YOUR OBJECTIVE
Return verbatim the line containing "Trees produced by" together with all lines that follow it, through the end of the records.

● ● ● ●

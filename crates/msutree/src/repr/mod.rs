//! Canonical tree representation.
//!
//! Trees produced by [`crate::training::MsuTreeTrainer`] are plain data:
//! an arena of [`TreeNode`]s with the schema needed to interpret splits.

/// Node identifier: index into the tree's node arena.
pub type NodeId = u32;

pub mod node;
pub mod tree;

pub use node::{ClassDistribution, InternalNode, LeafNode, Split, TargetStats, TreeNode};
pub use tree::{MsuTree, TreeValidationError};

● ● ● ●

RESPONSE TO THIS TASK
//! Trees produced by [`crate::training::MsuTreeTrainer`] are plain data:
//! an arena of [`TreeNode`]s with the schema needed to interpret splits.

/// Node identifier: index into the tree's node arena.
pub type NodeId = u32;

pub mod node;
pub mod tree;

pub use node::{ClassDistribution, InternalNode, LeafNode, Split, TargetStats, TreeNode};
pub use tree::{MsuTree, TreeValidationError};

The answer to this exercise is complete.